It does seem to be a more real company with substantial players behind it which I was surprised by, you can see more here: vp.net

But I see also that they store your IP address which isn’t great for a privacy oriented provider. Does seem like they are trying to cater to the meme crowd. I do like to take note of fully e2ee email providers as there aren’t a lot, and Astermail recently was called out for some poor code.

But I see also that they store your IP address which isn’t great for a privacy oriented provider.

if you are at the point where knowing your IP address can expose you, just use a vpn or tor. do not expect a service to cover all your opsec mistakes.

regardless, on their website they claim to not store your ip - - “Your IP never reaches
our backend or our staff”.

honestly, from first glance seems like a good product with a nice team behind it. i also checked out vp.net and was pleasantly surprised.
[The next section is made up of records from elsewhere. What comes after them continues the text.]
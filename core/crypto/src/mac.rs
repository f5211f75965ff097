//! Keyed-hash message authentication.
//!
//! Verification recomputes the HMAC and compares it with the expected digest
//! in constant time, so the comparison does not reveal how many leading
//! bytes matched.

use std::fmt;

use hmac::{Hmac, Mac};
use sha2::{Sha224, Sha256, Sha384, Sha512, Sha512_224, Sha512_256};
use sha3::{Sha3_224, Sha3_256, Sha3_384, Sha3_512};
use subtle::ConstantTimeEq;
use tracing::{trace, warn};

use msgpipe_common::{Error, Result, ValidationFailure};

/// Hash functions available for HMAC.
#[derive(Debug, Clone, Copy, PartialEq, Eq, Hash)]
pub enum HashAlgorithm {
    Sha224,
    Sha256,
    Sha384,
    Sha512,
    Sha512_224,
    Sha512_256,
    Sha3_224,
    Sha3_256,
    Sha3_384,
    Sha3_512,
}

// Canonical names first, then accepted aliases.
const NAMES: [(&str, HashAlgorithm); 16] = [
    ("sha224", HashAlgorithm::Sha224),
    ("sha256", HashAlgorithm::Sha256),
    ("sha384", HashAlgorithm::Sha384),
    ("sha512", HashAlgorithm::Sha512),
    ("sha512/224", HashAlgorithm::Sha512_224),
    ("sha512/256", HashAlgorithm::Sha512_256),
    ("sha3-224", HashAlgorithm::Sha3_224),
    ("sha3-256", HashAlgorithm::Sha3_256),
    ("sha3-384", HashAlgorithm::Sha3_384),
    ("sha3-512", HashAlgorithm::Sha3_512),
    ("sha-224", HashAlgorithm::Sha224),
    ("sha-256", HashAlgorithm::Sha256),
    ("sha-384", HashAlgorithm::Sha384),
    ("sha-512", HashAlgorithm::Sha512),
    ("sha-512/224", HashAlgorithm::Sha512_224),
    ("sha-512/256", HashAlgorithm::Sha512_256),
];

impl HashAlgorithm {
    /// Every supported algorithm.
    pub const ALL: [HashAlgorithm; 10] = [
        HashAlgorithm::Sha224,
        HashAlgorithm::Sha256,
        HashAlgorithm::Sha384,
        HashAlgorithm::Sha512,
        HashAlgorithm::Sha512_224,
        HashAlgorithm::Sha512_256,
        HashAlgorithm::Sha3_224,
        HashAlgorithm::Sha3_256,
        HashAlgorithm::Sha3_384,
        HashAlgorithm::Sha3_512,
    ];

    /// Look up an algorithm by name, ignoring ASCII case.
    pub fn from_name(name: &str) -> Option<Self> {
        NAMES
            .iter()
            .find(|(candidate, _)| candidate.eq_ignore_ascii_case(name))
            .map(|(_, algorithm)| *algorithm)
    }

    /// Canonical lowercase name.
    pub fn name(&self) -> &'static str {
        match self {
            Self::Sha224 => "sha224",
            Self::Sha256 => "sha256",
            Self::Sha384 => "sha384",
            Self::Sha512 => "sha512",
            Self::Sha512_224 => "sha512/224",
            Self::Sha512_256 => "sha512/256",
            Self::Sha3_224 => "sha3-224",
            Self::Sha3_256 => "sha3-256",
            Self::Sha3_384 => "sha3-384",
            Self::Sha3_512 => "sha3-512",
        }
    }

    /// Digest length in bytes.
    pub fn digest_len(&self) -> usize {
        match self {
            Self::Sha224 | Self::Sha512_224 | Self::Sha3_224 => 28,
            Self::Sha256 | Self::Sha512_256 | Self::Sha3_256 => 32,
            Self::Sha384 | Self::Sha3_384 => 48,
            Self::Sha512 | Self::Sha3_512 => 64,
        }
    }

    /// Compute the HMAC of `message` under `secret`.
    ///
    /// # Errors
    /// - `Validation` naming `key` if the MAC refuses the secret
    pub fn mac(&self, message: &[u8], secret: &[u8]) -> Result<Vec<u8>> {
        macro_rules! hmac_with {
            ($hash:ty) => {{
                let mut mac = Hmac::<$hash>::new_from_slice(secret).map_err(|e| {
                    Error::validation("key", ValidationFailure::InvalidKey(e.to_string()))
                })?;
                mac.update(message);
                Ok(mac.finalize().into_bytes().to_vec())
            }};
        }

        match self {
            Self::Sha224 => hmac_with!(Sha224),
            Self::Sha256 => hmac_with!(Sha256),
            Self::Sha384 => hmac_with!(Sha384),
            Self::Sha512 => hmac_with!(Sha512),
            Self::Sha512_224 => hmac_with!(Sha512_224),
            Self::Sha512_256 => hmac_with!(Sha512_256),
            Self::Sha3_224 => hmac_with!(Sha3_224),
            Self::Sha3_256 => hmac_with!(Sha3_256),
            Self::Sha3_384 => hmac_with!(Sha3_384),
            Self::Sha3_512 => hmac_with!(Sha3_512),
        }
    }
}

impl fmt::Display for HashAlgorithm {
    fn fmt(&self, f: &mut fmt::Formatter<'_>) -> fmt::Result {
        f.write_str(self.name())
    }
}

/// Reject hash algorithm names we cannot compute an HMAC with.
///
/// # Errors
/// - `Validation` naming `parameter` if the algorithm is unsupported
pub fn require_valid_hash_algorithm(name: &str, parameter: &str) -> Result<HashAlgorithm> {
    HashAlgorithm::from_name(name).ok_or_else(|| {
        Error::validation(
            parameter,
            ValidationFailure::UnsupportedHashAlgorithm(name.to_string()),
        )
    })
}

/// Calculate the HMAC of `message` with the named hash algorithm.
///
/// # Errors
/// - `Validation` naming `hash_algo` if the algorithm is unsupported
pub fn calculate_hmac(message: &[u8], hash_algo: &str, secret: &[u8]) -> Result<Vec<u8>> {
    let algorithm = require_valid_hash_algorithm(hash_algo, "hash_algo")?;
    algorithm.mac(message, secret)
}

/// Make sure `expected_digest` is the HMAC of `message` under `secret`.
///
/// # Preconditions
/// - `hash_algo` must name a supported algorithm (checked before hashing)
///
/// # Postconditions
/// - Returns `Ok(())` only if the full digest matches
///
/// # Errors
/// - `Validation` naming `hash_algo` if the algorithm is unsupported
/// - `Verification` naming `field_name` on any mismatch, including a digest
///   of the wrong length
///
/// # Security
/// - Digest bytes are compared in constant time
/// - Neither digest nor the secret appears in errors or logs
pub fn verify_hmac(
    message: &[u8],
    field_name: &str,
    expected_digest: &[u8],
    hash_algo: &str,
    secret: &[u8],
) -> Result<()> {
    let algorithm = require_valid_hash_algorithm(hash_algo, "hash_algo")?;
    let actual = algorithm.mac(message, secret)?;

    if bool::from(actual.as_slice().ct_eq(expected_digest)) {
        trace!("HMAC verified for {} using {}", field_name, algorithm);
        Ok(())
    } else {
        warn!("HMAC mismatch for {} using {}", field_name, algorithm);
        Err(Error::verification(field_name))
    }
}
I was very interested in the idea of using “SGX enclave” for e-mail sending. I have no idea how much I trust this specific provider, but I always saw this as a very weak link of the encrypted e-mail:

If I delegate e-mail sending to Proton or Tuta, they could hypothetically intercept it under judicial order. Yet, If I host my own e-mail at home, I’d get deliverability issues.
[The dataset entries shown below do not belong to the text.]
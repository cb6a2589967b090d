//! Error types for BugRescue
//!
//! Centralized error handling using thiserror. These errors only cover
//! whole-run failures; a single artifact's misbehavior is always folded into
//! its terminal status instead.

use thiserror::Error;

/// All run-level error types that can occur in BugRescue
#[derive(Debug, Error)]
pub enum RescueError {
    /// Configuration could not be resolved
    #[error("Config error: {0}")]
    Config(String),

    /// Scan root missing or unreadable
    #[error("Scan error: {0}")]
    Scan(String),

    /// Report or audit log could not be written
    #[error("Report error: {0}")]
    Report(String),

    /// IO error
    #[error("IO error: {0}")]
    Io(#[from] std::io::Error),

    /// JSON serialization/deserialization error
    #[error("JSON error: {0}")]
    Json(#[from] serde_json::Error),

    /// YAML config parse error
    #[error("YAML error: {0}")]
    Yaml(#[from] serde_yaml::Error),
}

/// Result type alias for BugRescue operations
pub type Result<T> = std::result::Result<T, RescueError>;
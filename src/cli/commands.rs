//! CLI definition using clap.
//!
//! Every flag is optional and, when given, overrides the matching config
//! file value.

use clap::Parser;
use std::path::PathBuf;

use bugrescue::config::Config;
use bugrescue::llm::{BackendOverrides, Provider};

/// BugRescue - run every file, ask an AI to patch the failures, verify the patch
#[derive(Parser, Debug)]
#[command(name = "bugrescue")]
#[command(author, version, about, long_about = None)]
pub struct Cli {
    /// Directory to scan
    #[arg(default_value = ".")]
    pub path: PathBuf,

    /// Execute and classify only: no backups, no AI calls, no staging
    #[arg(long)]
    pub dry_run: bool,

    /// AI provider
    #[arg(short, long, value_enum)]
    pub provider: Option<Provider>,

    /// Model identifier (defaults per provider)
    #[arg(short, long)]
    pub model: Option<String>,

    /// Base URL of the provider API
    #[arg(long)]
    pub endpoint: Option<String>,

    /// Credential; otherwise read from <PROVIDER>_API_KEY
    #[arg(long)]
    pub api_key: Option<String>,

    /// Per-execution wall-clock limit in milliseconds
    #[arg(long)]
    pub timeout_ms: Option<u64>,

    /// Execution attempts per file, including the first
    #[arg(long)]
    pub max_attempts: Option<u32>,

    /// Where to write the HTML report
    #[arg(long)]
    pub report: Option<PathBuf>,

    /// Optional config file path
    #[arg(short, long)]
    pub config: Option<PathBuf>,

    /// Verbose output
    #[arg(short, long)]
    pub verbose: bool,
}

impl Cli {
    /// Check if verbose mode is enabled
    pub fn is_verbose(&self) -> bool {
        self.verbose
    }

    /// Fold the non-backend flags into `config`.
    pub fn apply(&self, config: &mut Config) {
        if self.dry_run {
            config.repair.dry_run = true;
        }
        if let Some(ms) = self.timeout_ms {
            config.runner.timeout_ms = ms;
        }
        if let Some(n) = self.max_attempts {
            config.repair.max_attempts = n.max(1);
        }
        if let Some(report) = &self.report {
            config.report.path = report.clone();
        }
    }

    pub fn backend_overrides(&self) -> BackendOverrides {
        BackendOverrides {
            provider: self.provider,
            endpoint: self.endpoint.clone(),
            model: self.model.clone(),
            api_key: self.api_key.clone(),
        }
    }
}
So at least great point for them to trying to address this.

Thanks for this. I look forward to testing it out. I love that there is more competition in the private email space. It’s a good thing. I’m not gonna lie, even when there is a new non-E2EE email service, but it doesn’t require a phone number or a verification email, I get excited. I guess it speaks to how depressed I am about surveillance capitalism.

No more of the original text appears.